The consistency of the frosting was just as good and the flavour did work much better too. Bingo! If you are a banana and coconut fiend, these cupcakes are definitely worth having a go. Next on my “TO MAKE” list are mango and coconut cupcakes, but it’s hard to get good mangoes here so it will have to wait until I’m able to travel to India – always good to have a purpose:).
1 and ½ cup coconut cream or 2 tins (no additives) full fat coconut milk (chilled for min 48 hrs)
2-3 tbsp maple syrup, to taste
2 bananas, sliced
dark chocolate, grated finely (optional)
If using coconut milk rather than cream, put 2 tins of full fat coconut milk into the fridge for a minimum of 48 hours. The longer it chills the better so put it into the fridge as soon as you start thinking of making these cupcakes (mine was in the fridge for 10 days). After the time has passed, remove the tins from the fridge very carefully, make sure you do not shake them. Open the tins and scoop out heavy cream that should have risen to the top (see picture below). Leave the watery part for other uses (curries, smoothies etc.). Each tin should yield about 180 ml of cream. Choose coconut milk with no additives (mine is 60% coconut and 40% water) as stabilisers will prevent the cream from separating.
Put desiccated coconut (no need to pan-roast) into a food processor. Process until coconut releases its natural oils and you get a fairly smooth coconut butter (similar to any nut butter). From time to time, stop the machine to scrape coconut of the walls with a rubber spatula. Depending on your food processor, it may take anything between 5-15 minutes to make this butter. I have a budget food processor and mine took about 8 minutes with a few breaks so that I don’t kill the motor. 100 g of coconut should give you a bit under ½ cup of butter.
In a mixing bowl, fold about 80 ml (3/8 cup or 5 tbsp) coconut butter into 1 and ½ cup coconut cream. Sweeten with maple syrup. Do not use an electric mixer or food processor to do this as coconut will continue to release its oils and the mixture will become very grainy. Fold it gently using a spoon. The frosting will have tiny bits of coconut in it, but I found the overall texture to be smooth enough. Chill the frosting for 1-2 hours before piping.
Warm up the oven to 190° C.
In one bowl, combine all dry ingredients. In another bowl combine all wet ingredients.
Pour wet ingredients into the dry ones and stir until just combined – do not overmix.
Grease standard 12 cupcake tin with a bit of coconut oil. Spoon the cupcake mixture into the tin.
Bake for about 27-30 minutes, the exact time depends on the individual oven. Remove from the oven and let them cool down completely.

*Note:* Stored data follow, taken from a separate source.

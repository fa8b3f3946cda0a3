//! Descriptor value objects
//!
//! Immutable mirrors of the fixed-layout standard descriptors defined in
//! chapter 9 of the USB 2.0 specification (with the USB 3.x additions that
//! libusb exposes). Multi-byte fields are little-endian on the wire and are
//! always treated as unsigned.

use byteorder::{ByteOrder, LittleEndian};
use serde::Serialize;
use std::fmt;

/// `bDeviceClass` / `bInterfaceClass` value for hubs
pub const CLASS_HUB: u8 = 0x09;

/// The standard descriptor kinds understood by the codec
#[derive(Debug, Clone, Copy, PartialEq, Eq, Hash, Serialize)]
pub enum DescriptorKind {
    Device,
    Configuration,
    Interface,
    Endpoint,
}

impl DescriptorKind {
    /// Value stored in `bDescriptorType` for this kind
    pub const fn descriptor_type(self) -> u8 {
        match self {
            Self::Device => 0x01,
            Self::Configuration => 0x02,
            Self::Interface => 0x04,
            Self::Endpoint => 0x05,
        }
    }

    /// Size of the fixed layout, the smallest legal `bLength`
    pub const fn minimum_length(self) -> u8 {
        match self {
            Self::Device => 18,
            Self::Configuration => 9,
            Self::Interface => 9,
            Self::Endpoint => 7,
        }
    }

    /// Map a `bDescriptorType` byte back to a kind
    pub fn from_type(descriptor_type: u8) -> Option<Self> {
        match descriptor_type {
            0x01 => Some(Self::Device),
            0x02 => Some(Self::Configuration),
            0x04 => Some(Self::Interface),
            0x05 => Some(Self::Endpoint),
            _ => None,
        }
    }
}

impl fmt::Display for DescriptorKind {
    fn fmt(&self, f: &mut fmt::Formatter<'_>) -> fmt::Result {
        let name = match self {
            Self::Device => "device",
            Self::Configuration => "configuration",
            Self::Interface => "interface",
            Self::Endpoint => "endpoint",
        };
        f.write_str(name)
    }
}

/// Capability shared by every descriptor: the two header bytes
pub trait UsbDescriptor {
    /// `bLength`: total size of the raw record in bytes
    fn length(&self) -> u8;

    /// `bDescriptorType`: discriminator byte
    fn descriptor_type(&self) -> u8;
}

/// Standard device descriptor (18 bytes)
#[derive(Debug, Clone, Copy, PartialEq, Eq, Hash, Serialize)]
pub struct DeviceDescriptor {
    pub length: u8,
    pub descriptor_type: u8,
    /// `bcdUSB`
    pub bcd_usb: u16,
    pub device_class: u8,
    pub device_sub_class: u8,
    pub device_protocol: u8,
    /// `bMaxPacketSize0`
    pub max_packet_size0: u8,
    pub vendor_id: u16,
    pub product_id: u16,
    /// `bcdDevice`
    pub bcd_device: u16,
    pub manufacturer_index: u8,
    pub product_index: u8,
    pub serial_number_index: u8,
    pub num_configurations: u8,
}

impl DeviceDescriptor {
    /// Whether the device class marks this device as a hub
    pub fn is_hub(&self) -> bool {
        self.device_class == CLASS_HUB
    }

    /// Canonical little-endian encoding
    pub fn to_bytes(&self) -> Vec<u8> {
        let mut bytes = vec![0u8; 18];
        bytes[0] = self.length;
        bytes[1] = self.descriptor_type;
        LittleEndian::write_u16(&mut bytes[2..4], self.bcd_usb);
        bytes[4] = self.device_class;
        bytes[5] = self.device_sub_class;
        bytes[6] = self.device_protocol;
        bytes[7] = self.max_packet_size0;
        LittleEndian::write_u16(&mut bytes[8..10], self.vendor_id);
        LittleEndian::write_u16(&mut bytes[10..12], self.product_id);
        LittleEndian::write_u16(&mut bytes[12..14], self.bcd_device);
        bytes[14] = self.manufacturer_index;
        bytes[15] = self.product_index;
        bytes[16] = self.serial_number_index;
        bytes[17] = self.num_configurations;
        pad_to_length(bytes, self.length)
    }
}

impl UsbDescriptor for DeviceDescriptor {
    fn length(&self) -> u8 {
        self.length
    }

    fn descriptor_type(&self) -> u8 {
        self.descriptor_type
    }
}

/// Standard configuration descriptor header (9 bytes)
#[derive(Debug, Clone, Copy, PartialEq, Eq, Hash, Serialize)]
pub struct ConfigurationDescriptor {
    pub length: u8,
    pub descriptor_type: u8,
    /// `wTotalLength`: size of the whole configuration bundle
    pub total_length: u16,
    pub num_interfaces: u8,
    pub configuration_value: u8,
    /// `iConfiguration`
    pub configuration_index: u8,
    /// `bmAttributes`
    pub attributes: u8,
    /// `bMaxPower`, in 2mA units
    pub max_power: u8,
}

impl ConfigurationDescriptor {
    pub fn self_powered(&self) -> bool {
        self.attributes & 0x40 != 0
    }

    pub fn remote_wakeup(&self) -> bool {
        self.attributes & 0x20 != 0
    }

    /// Maximum bus power draw in milliamps
    pub fn max_power_ma(&self) -> u16 {
        u16::from(self.max_power) * 2
    }

    pub fn to_bytes(&self) -> Vec<u8> {
        let mut bytes = vec![0u8; 9];
        bytes[0] = self.length;
        bytes[1] = self.descriptor_type;
        LittleEndian::write_u16(&mut bytes[2..4], self.total_length);
        bytes[4] = self.num_interfaces;
        bytes[5] = self.configuration_value;
        bytes[6] = self.configuration_index;
        bytes[7] = self.attributes;
        bytes[8] = self.max_power;
        pad_to_length(bytes, self.length)
    }
}

impl UsbDescriptor for ConfigurationDescriptor {
    fn length(&self) -> u8 {
        self.length
    }

    fn descriptor_type(&self) -> u8 {
        self.descriptor_type
    }
}

/// Standard interface descriptor (9 bytes), one per alternate setting
#[derive(Debug, Clone, Copy, PartialEq, Eq, Hash, Serialize)]
pub struct InterfaceDescriptor {
    pub length: u8,
    pub descriptor_type: u8,
    pub interface_number: u8,
    pub alternate_setting: u8,
    pub num_endpoints: u8,
    pub interface_class: u8,
    pub interface_sub_class: u8,
    pub interface_protocol: u8,
    /// `iInterface`
    pub interface_index: u8,
}

impl InterfaceDescriptor {
    pub fn to_bytes(&self) -> Vec<u8> {
        let bytes = vec![
            self.length,
            self.descriptor_type,
            self.interface_number,
            self.alternate_setting,
            self.num_endpoints,
            self.interface_class,
            self.interface_sub_class,
            self.interface_protocol,
            self.interface_index,
        ];
        pad_to_length(bytes, self.length)
    }
}

impl UsbDescriptor for InterfaceDescriptor {
    fn length(&self) -> u8 {
        self.length
    }

    fn descriptor_type(&self) -> u8 {
        self.descriptor_type
    }
}

/// Endpoint transfer direction, from bit 7 of `bEndpointAddress`
#[derive(Debug, Clone, Copy, PartialEq, Eq, Hash, Serialize)]
pub enum Direction {
    In,
    Out,
}

/// Endpoint transfer type, bits 0..1 of `bmAttributes`
#[derive(Debug, Clone, Copy, PartialEq, Eq, Hash, Serialize)]
pub enum TransferType {
    Control,
    Isochronous,
    Bulk,
    Interrupt,
}

/// Isochronous synchronisation type, bits 2..3 of `bmAttributes`
#[derive(Debug, Clone, Copy, PartialEq, Eq, Hash, Serialize)]
pub enum SyncType {
    NoSync,
    Asynchronous,
    Adaptive,
    Synchronous,
}

/// Isochronous usage type, bits 4..5 of `bmAttributes`
#[derive(Debug, Clone, Copy, PartialEq, Eq, Hash, Serialize)]
pub enum UsageType {
    Data,
    Feedback,
    ImplicitFeedback,
    Reserved,
}

/// Standard endpoint descriptor (7 bytes, 9 for audio-class endpoints)
#[derive(Debug, Clone, Copy, PartialEq, Eq, Hash, Serialize)]
pub struct EndpointDescriptor {
    pub length: u8,
    pub descriptor_type: u8,
    pub endpoint_address: u8,
    /// `bmAttributes`
    pub attributes: u8,
    pub max_packet_size: u16,
    pub interval: u8,
    /// `bRefresh`, zero unless `bLength >= 9`
    pub refresh: u8,
    /// `bSynchAddress`, zero unless `bLength >= 9`
    pub synch_address: u8,
}

impl EndpointDescriptor {
    /// Endpoint number without the direction bit
    pub fn number(&self) -> u8 {
        self.endpoint_address & 0x0f
    }

    pub fn direction(&self) -> Direction {
        if self.endpoint_address & 0x80 != 0 {
            Direction::In
        } else {
            Direction::Out
        }
    }

    pub fn transfer_type(&self) -> TransferType {
        match self.attributes & 0x03 {
            0 => TransferType::Control,
            1 => TransferType::Isochronous,
            2 => TransferType::Bulk,
            _ => TransferType::Interrupt,
        }
    }

    pub fn sync_type(&self) -> SyncType {
        match (self.attributes >> 2) & 0x03 {
            0 => SyncType::NoSync,
            1 => SyncType::Asynchronous,
            2 => SyncType::Adaptive,
            _ => SyncType::Synchronous,
        }
    }

    pub fn usage_type(&self) -> UsageType {
        match (self.attributes >> 4) & 0x03 {
            0 => UsageType::Data,
            1 => UsageType::Feedback,
            2 => UsageType::ImplicitFeedback,
            _ => UsageType::Reserved,
        }
    }

    /// Packet size in bytes, bits 0..10 of `wMaxPacketSize`
    pub fn packet_size(&self) -> u16 {
        self.max_packet_size & 0x07ff
    }

    /// Transactions per microframe for high-bandwidth endpoints (1..=3)
    pub fn transactions_per_microframe(&self) -> u8 {
        ((self.max_packet_size >> 11) & 0x03) as u8 + 1
    }

    pub fn to_bytes(&self) -> Vec<u8> {
        let mut bytes = vec![0u8; 7];
        bytes[0] = self.length;
        bytes[1] = self.descriptor_type;
        bytes[2] = self.endpoint_address;
        bytes[3] = self.attributes;
        LittleEndian::write_u16(&mut bytes[4..6], self.max_packet_size);
        bytes[6] = self.interval;
        if self.length >= 9 {
            bytes.push(self.refresh);
            bytes.push(self.synch_address);
        }
        pad_to_length(bytes, self.length)
    }
}

impl UsbDescriptor for EndpointDescriptor {
    fn length(&self) -> u8 {
        self.length
    }

    fn descriptor_type(&self) -> u8 {
        self.descriptor_type
    }
}

/// Any of the standard descriptors
#[derive(Debug, Clone, Copy, PartialEq, Eq, Hash, Serialize)]
pub enum Descriptor {
    Device(DeviceDescriptor),
    Configuration(ConfigurationDescriptor),
    Interface(InterfaceDescriptor),
    Endpoint(EndpointDescriptor),
}

impl Descriptor {
    pub fn kind(&self) -> DescriptorKind {
        match self {
            Self::Device(_) => DescriptorKind::Device,
            Self::Configuration(_) => DescriptorKind::Configuration,
            Self::Interface(_) => DescriptorKind::Interface,
            Self::Endpoint(_) => DescriptorKind::Endpoint,
        }
    }

    pub fn to_bytes(&self) -> Vec<u8> {
        match self {
            Self::Device(d) => d.to_bytes(),
            Self::Configuration(d) => d.to_bytes(),
            Self::Interface(d) => d.to_bytes(),
            Self::Endpoint(d) => d.to_bytes(),
        }
    }
}

impl UsbDescriptor for Descriptor {
    fn length(&self) -> u8 {
        match self {
            Self::Device(d) => d.length,
            Self::Configuration(d) => d.length,
            Self::Interface(d) => d.length,
            Self::Endpoint(d) => d.length,
        }
    }

    fn descriptor_type(&self) -> u8 {
        match self {
            Self::Device(d) => d.descriptor_type,
            Self::Configuration(d) => d.descriptor_type,
            Self::Interface(d) => d.descriptor_type,
            Self::Endpoint(d) => d.descriptor_type,
        }
    }
}

// Trailing bytes beyond the fixed layout are not modelled; emit zeros so the
// encoding still honours bLength.
fn pad_to_length(mut bytes: Vec<u8>, length: u8) -> Vec<u8> {
    if usize::from(length) > bytes.len() {
        bytes.resize(usize::from(length), 0);
    }
    bytes
}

While cupcakes are in the oven, make the caramel. Put sugar into a dry frying pan and let it dissolve gently on very low heat. Refrain from stirring it.
Warm up coconut milk gently – this is not essential, but it will reduce splattering once you add coconut milk into dissolved sugar.
Once the sugar melts completely and the sugar turns to an amber colour (careful not to overdo it – caramel burns very quickly), whisk 1/2 cup of coconut milk into the sugar until combined.
Warm it up again slowly until bubbles start to appear on the surface, then add the rest of coconut milk and a pinch of salt. Stir the mixture well, let it bubble for a bit and take off the heat. Let it cool before decorating the cupcakes – it will thicken slightly as it cools.
Using a bread knife, cut each cupcake horizontally into 3 pieces.
Spread caramel on the first layer, then put banana slices on top. Repeat the same for the next layer and cover with the top slice.
Pipe coconut frosting on to the top slice and sprinkle the frosting with finely grated chocolate.
*For the entire recipe, you’ll need 3 tins of full fat coconut milk (without stabilisers) OR 1 tin of coconut milk and 1 tin of coconut cream.
Like dairy cupcakes, store these in the fridge. The frosting will harden when cold so bring the cupcakes to room temperature again before serving.